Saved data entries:
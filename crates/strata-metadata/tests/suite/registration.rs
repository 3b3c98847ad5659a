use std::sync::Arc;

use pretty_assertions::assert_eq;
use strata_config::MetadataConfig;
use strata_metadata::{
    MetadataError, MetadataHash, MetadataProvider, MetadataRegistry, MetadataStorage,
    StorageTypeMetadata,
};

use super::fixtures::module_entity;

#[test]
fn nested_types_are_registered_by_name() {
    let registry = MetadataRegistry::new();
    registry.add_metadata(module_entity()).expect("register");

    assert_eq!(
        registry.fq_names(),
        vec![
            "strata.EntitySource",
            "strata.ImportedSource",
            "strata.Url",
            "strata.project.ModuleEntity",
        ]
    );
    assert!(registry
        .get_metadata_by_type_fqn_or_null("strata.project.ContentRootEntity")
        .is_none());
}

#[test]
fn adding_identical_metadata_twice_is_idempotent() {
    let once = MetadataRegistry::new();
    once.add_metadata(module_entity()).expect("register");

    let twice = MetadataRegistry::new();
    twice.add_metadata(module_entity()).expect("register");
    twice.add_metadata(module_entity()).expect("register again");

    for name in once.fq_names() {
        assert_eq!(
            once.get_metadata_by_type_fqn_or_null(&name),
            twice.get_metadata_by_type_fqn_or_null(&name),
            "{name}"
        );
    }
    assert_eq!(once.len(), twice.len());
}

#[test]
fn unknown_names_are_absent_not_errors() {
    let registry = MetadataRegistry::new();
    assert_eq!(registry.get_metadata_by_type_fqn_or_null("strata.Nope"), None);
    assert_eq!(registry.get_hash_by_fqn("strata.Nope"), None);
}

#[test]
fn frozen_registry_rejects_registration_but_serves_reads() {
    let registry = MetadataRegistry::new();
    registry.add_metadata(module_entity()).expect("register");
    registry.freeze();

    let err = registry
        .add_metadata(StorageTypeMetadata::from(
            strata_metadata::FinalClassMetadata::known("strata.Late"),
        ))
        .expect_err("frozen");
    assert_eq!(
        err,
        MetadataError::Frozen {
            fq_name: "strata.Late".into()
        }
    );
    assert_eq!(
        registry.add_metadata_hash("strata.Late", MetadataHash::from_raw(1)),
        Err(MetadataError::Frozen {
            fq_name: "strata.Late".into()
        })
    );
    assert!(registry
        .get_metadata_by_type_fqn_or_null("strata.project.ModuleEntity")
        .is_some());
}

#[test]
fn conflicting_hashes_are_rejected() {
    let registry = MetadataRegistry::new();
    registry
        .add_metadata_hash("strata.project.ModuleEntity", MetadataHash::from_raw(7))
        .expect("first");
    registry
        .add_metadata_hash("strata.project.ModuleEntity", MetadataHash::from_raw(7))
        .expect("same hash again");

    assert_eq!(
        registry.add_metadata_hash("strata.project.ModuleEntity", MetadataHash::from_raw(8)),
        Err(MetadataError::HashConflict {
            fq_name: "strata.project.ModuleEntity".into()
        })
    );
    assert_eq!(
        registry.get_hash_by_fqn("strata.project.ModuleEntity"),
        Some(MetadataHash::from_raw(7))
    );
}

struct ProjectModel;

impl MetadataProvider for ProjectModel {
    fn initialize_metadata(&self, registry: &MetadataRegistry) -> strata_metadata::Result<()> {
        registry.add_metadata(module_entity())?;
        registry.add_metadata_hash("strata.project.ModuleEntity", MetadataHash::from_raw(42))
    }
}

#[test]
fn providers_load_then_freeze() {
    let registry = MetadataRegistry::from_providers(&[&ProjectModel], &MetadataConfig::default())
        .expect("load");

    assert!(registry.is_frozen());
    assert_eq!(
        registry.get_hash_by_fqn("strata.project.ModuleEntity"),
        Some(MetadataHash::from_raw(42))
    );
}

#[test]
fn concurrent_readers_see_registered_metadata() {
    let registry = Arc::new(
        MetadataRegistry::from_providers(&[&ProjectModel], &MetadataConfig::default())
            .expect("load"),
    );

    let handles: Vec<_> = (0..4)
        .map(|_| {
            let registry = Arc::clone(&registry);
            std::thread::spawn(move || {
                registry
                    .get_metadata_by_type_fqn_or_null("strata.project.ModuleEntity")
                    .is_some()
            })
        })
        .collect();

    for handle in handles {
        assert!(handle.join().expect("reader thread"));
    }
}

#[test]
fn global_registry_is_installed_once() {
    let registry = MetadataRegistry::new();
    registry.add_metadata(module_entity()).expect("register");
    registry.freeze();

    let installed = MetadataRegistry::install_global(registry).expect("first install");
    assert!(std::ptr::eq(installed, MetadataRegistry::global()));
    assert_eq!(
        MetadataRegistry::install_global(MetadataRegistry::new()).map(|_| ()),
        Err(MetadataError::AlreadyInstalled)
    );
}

**What is being asked:** "thread" is the string to look for; please copy every line of the records above where it appears.

**Finished task:**
            std::thread::spawn(move || {
        assert!(handle.join().expect("reader thread"));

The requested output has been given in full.